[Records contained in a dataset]
↓↓↓
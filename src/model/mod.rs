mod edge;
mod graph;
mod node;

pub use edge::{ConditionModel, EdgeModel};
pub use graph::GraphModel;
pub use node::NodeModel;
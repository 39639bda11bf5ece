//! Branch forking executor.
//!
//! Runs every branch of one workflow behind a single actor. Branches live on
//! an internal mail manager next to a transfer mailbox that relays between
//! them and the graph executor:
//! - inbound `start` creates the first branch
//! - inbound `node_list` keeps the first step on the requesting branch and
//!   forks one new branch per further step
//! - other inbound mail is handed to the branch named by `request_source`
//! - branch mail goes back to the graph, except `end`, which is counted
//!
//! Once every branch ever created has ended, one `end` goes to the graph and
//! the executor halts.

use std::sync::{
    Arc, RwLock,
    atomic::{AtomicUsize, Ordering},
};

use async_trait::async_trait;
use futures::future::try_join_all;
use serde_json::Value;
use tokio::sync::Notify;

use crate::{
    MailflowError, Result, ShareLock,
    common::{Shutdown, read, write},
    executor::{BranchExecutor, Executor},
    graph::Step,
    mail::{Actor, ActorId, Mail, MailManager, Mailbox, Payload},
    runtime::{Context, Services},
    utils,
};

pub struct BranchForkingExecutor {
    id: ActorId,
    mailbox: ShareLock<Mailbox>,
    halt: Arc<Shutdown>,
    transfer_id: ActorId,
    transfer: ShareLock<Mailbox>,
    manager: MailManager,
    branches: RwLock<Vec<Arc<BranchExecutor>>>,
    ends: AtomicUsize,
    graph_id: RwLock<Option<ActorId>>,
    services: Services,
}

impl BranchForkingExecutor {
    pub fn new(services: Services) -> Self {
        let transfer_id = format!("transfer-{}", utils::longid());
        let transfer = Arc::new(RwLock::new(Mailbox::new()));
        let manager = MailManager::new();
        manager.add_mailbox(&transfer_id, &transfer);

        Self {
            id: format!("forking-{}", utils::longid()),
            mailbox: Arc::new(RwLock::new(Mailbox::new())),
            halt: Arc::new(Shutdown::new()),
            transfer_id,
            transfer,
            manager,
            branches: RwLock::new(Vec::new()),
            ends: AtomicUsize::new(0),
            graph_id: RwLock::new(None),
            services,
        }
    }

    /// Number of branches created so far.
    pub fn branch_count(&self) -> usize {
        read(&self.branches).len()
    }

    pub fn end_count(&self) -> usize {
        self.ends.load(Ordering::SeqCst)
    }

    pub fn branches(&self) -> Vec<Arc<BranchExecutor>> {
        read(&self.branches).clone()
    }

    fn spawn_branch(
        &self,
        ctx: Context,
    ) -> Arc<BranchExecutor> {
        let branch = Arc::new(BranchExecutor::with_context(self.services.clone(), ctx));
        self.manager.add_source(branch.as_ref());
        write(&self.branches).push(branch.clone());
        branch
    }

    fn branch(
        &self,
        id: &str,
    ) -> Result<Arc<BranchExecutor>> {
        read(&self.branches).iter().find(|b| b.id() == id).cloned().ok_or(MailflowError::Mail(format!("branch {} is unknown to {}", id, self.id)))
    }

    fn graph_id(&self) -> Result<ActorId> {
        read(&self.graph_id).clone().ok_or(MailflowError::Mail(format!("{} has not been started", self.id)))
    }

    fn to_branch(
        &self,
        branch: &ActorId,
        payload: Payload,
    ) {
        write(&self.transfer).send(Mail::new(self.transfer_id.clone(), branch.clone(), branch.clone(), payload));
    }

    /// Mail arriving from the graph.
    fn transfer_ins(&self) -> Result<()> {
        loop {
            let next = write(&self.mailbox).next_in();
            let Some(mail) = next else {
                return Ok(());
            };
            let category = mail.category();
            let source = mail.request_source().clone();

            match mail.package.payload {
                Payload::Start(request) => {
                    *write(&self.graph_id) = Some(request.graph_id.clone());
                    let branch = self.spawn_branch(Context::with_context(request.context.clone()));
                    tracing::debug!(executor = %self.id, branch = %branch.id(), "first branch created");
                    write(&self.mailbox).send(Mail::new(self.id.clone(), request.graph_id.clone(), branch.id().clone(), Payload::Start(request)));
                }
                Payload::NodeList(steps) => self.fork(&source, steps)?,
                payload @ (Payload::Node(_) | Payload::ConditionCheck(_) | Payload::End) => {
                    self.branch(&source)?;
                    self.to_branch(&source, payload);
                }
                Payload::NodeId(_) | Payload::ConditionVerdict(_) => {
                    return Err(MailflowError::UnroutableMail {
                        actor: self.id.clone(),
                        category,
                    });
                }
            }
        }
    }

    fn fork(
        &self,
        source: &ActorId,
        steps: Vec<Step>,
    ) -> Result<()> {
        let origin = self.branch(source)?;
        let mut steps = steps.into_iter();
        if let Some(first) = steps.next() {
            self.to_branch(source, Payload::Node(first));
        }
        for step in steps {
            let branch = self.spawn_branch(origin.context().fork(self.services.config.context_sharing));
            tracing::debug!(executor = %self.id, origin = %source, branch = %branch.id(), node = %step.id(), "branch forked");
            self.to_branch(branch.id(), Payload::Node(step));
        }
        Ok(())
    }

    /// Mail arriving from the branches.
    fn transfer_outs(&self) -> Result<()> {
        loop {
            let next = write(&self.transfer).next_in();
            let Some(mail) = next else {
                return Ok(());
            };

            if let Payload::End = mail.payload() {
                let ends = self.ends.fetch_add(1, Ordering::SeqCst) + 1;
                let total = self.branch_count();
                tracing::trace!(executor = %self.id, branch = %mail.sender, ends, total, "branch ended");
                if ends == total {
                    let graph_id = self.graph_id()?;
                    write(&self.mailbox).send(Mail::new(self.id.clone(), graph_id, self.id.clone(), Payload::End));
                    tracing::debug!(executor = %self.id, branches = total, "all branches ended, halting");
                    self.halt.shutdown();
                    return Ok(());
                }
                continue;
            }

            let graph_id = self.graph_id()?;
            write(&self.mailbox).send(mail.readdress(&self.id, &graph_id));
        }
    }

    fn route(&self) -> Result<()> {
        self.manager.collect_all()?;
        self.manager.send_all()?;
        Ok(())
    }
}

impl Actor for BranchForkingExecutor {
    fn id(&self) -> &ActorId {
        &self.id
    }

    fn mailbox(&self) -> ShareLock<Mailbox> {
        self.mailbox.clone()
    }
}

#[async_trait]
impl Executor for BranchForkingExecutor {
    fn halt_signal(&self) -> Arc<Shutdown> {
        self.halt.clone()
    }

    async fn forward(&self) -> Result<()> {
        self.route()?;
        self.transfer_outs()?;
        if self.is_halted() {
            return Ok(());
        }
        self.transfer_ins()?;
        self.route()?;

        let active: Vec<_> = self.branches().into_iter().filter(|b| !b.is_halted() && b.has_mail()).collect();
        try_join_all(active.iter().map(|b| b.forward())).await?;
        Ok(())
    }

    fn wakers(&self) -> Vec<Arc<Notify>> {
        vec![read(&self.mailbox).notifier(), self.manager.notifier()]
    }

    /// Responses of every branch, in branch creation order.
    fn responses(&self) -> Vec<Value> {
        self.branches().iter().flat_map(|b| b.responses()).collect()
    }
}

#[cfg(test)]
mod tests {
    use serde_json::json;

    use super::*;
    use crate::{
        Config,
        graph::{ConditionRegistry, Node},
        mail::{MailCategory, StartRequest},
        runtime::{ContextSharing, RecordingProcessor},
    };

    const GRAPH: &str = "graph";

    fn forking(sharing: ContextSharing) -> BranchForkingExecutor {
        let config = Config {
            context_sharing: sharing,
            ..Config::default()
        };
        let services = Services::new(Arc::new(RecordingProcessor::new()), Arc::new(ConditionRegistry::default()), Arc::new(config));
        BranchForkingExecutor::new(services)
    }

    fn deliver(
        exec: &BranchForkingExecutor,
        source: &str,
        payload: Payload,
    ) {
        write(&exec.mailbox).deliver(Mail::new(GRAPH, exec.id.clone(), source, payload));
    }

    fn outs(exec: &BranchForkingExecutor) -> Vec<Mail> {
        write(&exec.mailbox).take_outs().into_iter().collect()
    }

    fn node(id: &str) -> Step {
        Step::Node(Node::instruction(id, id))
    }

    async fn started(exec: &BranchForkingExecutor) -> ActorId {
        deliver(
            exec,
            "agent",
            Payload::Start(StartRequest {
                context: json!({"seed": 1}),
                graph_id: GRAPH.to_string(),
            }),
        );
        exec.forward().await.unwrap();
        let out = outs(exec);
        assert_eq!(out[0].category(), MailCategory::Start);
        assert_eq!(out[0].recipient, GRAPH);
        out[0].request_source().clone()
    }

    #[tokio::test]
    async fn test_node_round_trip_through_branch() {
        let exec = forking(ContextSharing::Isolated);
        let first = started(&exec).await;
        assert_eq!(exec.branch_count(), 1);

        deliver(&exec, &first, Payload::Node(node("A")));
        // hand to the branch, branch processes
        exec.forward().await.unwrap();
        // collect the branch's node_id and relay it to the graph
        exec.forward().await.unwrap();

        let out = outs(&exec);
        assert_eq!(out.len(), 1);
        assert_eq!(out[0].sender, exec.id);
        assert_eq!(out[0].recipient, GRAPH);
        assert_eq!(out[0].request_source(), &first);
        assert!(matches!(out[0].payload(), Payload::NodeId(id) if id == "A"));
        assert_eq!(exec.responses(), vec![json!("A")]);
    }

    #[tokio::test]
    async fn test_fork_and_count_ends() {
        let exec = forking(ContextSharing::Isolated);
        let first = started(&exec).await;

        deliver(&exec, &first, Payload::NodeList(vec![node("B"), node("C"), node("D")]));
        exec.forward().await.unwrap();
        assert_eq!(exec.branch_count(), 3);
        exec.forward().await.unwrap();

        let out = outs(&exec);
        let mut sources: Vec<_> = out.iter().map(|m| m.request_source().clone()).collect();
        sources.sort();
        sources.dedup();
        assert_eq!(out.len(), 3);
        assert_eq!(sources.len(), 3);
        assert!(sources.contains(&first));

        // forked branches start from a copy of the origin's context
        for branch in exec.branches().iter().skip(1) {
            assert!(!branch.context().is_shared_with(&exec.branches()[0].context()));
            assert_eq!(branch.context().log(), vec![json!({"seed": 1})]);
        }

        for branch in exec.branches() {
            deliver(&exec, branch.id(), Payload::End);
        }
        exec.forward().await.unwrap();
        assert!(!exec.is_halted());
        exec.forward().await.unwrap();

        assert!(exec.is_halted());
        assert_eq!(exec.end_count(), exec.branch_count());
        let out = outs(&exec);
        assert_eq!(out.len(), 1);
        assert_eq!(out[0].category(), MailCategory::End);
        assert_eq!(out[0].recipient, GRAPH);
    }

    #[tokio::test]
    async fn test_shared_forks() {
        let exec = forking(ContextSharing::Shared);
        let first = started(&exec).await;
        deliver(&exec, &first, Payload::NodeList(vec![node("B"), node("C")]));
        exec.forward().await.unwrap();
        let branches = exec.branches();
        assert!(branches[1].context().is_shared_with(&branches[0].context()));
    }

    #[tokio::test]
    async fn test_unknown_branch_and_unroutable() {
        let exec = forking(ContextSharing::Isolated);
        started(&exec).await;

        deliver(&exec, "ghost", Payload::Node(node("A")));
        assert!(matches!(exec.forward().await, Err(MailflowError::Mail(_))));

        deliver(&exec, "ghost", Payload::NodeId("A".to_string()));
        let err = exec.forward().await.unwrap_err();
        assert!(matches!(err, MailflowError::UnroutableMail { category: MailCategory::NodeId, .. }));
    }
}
↑↑↑
↓↓↓
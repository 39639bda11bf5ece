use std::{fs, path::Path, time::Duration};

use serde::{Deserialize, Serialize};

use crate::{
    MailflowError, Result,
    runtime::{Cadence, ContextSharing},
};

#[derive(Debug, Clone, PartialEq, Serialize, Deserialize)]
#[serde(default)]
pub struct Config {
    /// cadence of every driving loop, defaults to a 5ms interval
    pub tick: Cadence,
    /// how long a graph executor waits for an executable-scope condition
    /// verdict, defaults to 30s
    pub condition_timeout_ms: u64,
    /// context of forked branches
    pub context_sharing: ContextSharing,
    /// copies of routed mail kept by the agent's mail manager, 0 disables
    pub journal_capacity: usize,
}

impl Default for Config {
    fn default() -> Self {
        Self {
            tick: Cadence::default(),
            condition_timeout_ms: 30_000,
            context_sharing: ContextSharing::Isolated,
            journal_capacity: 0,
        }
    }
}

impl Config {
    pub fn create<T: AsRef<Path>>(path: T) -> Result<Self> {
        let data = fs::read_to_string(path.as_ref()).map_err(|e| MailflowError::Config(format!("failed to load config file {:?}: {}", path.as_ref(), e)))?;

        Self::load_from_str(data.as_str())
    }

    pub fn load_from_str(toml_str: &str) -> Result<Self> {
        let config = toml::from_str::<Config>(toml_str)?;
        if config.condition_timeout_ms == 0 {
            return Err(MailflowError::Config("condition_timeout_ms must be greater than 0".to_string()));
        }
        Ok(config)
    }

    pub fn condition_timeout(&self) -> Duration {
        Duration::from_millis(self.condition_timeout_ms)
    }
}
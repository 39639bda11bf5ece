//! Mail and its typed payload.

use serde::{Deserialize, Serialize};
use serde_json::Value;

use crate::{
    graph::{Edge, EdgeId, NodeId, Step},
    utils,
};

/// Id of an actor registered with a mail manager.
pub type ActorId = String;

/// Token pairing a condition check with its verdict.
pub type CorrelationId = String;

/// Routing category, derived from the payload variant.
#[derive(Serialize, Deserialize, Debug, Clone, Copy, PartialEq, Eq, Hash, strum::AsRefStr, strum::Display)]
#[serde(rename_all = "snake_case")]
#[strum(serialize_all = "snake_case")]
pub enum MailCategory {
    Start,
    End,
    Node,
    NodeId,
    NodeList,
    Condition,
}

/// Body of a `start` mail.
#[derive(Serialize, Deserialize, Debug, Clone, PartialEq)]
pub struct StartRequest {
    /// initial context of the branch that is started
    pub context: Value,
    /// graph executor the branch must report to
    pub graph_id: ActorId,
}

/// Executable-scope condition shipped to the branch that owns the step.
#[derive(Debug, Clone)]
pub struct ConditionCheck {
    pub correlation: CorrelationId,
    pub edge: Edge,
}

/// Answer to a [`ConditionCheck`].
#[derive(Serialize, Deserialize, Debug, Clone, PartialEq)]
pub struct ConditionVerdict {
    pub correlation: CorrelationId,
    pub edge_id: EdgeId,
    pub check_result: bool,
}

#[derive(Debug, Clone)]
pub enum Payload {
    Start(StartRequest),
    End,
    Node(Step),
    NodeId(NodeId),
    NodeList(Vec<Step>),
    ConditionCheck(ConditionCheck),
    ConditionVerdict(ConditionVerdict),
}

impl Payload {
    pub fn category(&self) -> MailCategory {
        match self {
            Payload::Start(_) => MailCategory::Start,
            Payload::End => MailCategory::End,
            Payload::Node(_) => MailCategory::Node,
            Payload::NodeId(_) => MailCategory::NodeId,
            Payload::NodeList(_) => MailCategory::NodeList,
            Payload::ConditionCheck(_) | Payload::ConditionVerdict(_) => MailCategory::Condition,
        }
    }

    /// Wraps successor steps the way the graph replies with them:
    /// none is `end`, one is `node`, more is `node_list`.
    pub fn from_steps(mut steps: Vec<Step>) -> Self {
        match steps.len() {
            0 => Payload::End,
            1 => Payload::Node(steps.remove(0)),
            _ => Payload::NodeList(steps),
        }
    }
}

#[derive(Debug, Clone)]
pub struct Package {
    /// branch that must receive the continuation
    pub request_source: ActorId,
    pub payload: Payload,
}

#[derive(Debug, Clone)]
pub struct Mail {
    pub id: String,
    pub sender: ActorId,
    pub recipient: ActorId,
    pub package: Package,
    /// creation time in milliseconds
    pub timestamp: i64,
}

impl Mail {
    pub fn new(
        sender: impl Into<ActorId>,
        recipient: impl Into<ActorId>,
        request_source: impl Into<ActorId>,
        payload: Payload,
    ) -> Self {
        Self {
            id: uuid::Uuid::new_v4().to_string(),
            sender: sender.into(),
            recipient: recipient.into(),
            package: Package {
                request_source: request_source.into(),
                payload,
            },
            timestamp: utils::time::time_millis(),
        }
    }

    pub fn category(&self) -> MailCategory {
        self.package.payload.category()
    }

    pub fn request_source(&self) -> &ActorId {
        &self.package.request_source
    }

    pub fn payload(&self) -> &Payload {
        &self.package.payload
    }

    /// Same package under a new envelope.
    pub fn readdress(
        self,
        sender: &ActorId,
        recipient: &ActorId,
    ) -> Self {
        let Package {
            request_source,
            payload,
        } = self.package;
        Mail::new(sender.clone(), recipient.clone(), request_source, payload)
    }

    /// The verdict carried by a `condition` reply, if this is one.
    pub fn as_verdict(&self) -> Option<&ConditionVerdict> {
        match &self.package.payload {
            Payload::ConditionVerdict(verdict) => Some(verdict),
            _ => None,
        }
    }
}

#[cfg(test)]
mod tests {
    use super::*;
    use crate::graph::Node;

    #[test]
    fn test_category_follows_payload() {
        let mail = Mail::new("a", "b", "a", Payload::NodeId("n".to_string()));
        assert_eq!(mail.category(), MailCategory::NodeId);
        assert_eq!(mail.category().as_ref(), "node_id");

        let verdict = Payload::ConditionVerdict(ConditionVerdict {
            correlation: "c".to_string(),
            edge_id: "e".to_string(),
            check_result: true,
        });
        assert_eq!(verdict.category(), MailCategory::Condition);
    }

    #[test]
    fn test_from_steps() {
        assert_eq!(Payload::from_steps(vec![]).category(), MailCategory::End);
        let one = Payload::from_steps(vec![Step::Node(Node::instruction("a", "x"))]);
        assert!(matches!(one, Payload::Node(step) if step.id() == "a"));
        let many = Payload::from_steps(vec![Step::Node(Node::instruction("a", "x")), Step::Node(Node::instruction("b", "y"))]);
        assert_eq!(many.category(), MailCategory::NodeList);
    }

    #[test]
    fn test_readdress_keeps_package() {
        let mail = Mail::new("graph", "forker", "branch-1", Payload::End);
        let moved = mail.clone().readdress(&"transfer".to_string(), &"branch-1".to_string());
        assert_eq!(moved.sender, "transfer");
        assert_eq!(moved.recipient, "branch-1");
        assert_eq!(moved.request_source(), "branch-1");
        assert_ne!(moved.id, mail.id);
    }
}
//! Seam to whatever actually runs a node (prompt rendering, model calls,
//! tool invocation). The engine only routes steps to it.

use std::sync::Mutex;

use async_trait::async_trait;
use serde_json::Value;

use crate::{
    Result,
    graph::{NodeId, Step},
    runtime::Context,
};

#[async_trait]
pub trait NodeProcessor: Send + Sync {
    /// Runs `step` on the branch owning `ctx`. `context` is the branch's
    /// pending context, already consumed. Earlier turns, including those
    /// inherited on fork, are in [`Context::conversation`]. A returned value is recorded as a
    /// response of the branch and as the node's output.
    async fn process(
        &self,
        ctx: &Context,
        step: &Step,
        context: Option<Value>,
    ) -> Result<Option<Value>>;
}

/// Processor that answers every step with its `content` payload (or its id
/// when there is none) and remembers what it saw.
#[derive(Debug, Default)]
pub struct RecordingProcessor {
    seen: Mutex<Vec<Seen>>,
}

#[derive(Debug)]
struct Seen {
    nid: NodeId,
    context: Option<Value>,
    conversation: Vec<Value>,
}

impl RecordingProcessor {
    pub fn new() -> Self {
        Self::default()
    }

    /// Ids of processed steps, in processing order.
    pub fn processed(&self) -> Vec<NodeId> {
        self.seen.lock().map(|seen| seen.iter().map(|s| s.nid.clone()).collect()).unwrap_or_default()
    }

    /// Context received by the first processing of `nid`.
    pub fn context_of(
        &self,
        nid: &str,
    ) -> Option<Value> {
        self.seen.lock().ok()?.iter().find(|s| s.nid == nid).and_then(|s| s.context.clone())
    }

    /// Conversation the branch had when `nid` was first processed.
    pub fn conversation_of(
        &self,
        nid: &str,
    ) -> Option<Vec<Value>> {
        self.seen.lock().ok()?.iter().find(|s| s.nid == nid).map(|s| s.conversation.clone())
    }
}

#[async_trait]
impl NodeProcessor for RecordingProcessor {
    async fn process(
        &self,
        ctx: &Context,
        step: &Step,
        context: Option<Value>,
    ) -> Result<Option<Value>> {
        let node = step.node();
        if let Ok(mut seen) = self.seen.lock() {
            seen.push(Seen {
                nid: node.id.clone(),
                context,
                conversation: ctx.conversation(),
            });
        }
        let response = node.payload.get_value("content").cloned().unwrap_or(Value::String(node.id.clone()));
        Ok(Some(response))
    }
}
↑↑↑
↓↓↓
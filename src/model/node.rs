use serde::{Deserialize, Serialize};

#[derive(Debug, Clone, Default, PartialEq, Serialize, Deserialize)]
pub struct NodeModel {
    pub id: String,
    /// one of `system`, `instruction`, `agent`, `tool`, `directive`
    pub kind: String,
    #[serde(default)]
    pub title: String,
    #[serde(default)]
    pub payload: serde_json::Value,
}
↑↑↑
Nothing but the lines with "NodeModel" should be returned, copied from the entries above.

• **EXPECTED ANSWER**
pub use node::NodeModel;
pub struct NodeModel {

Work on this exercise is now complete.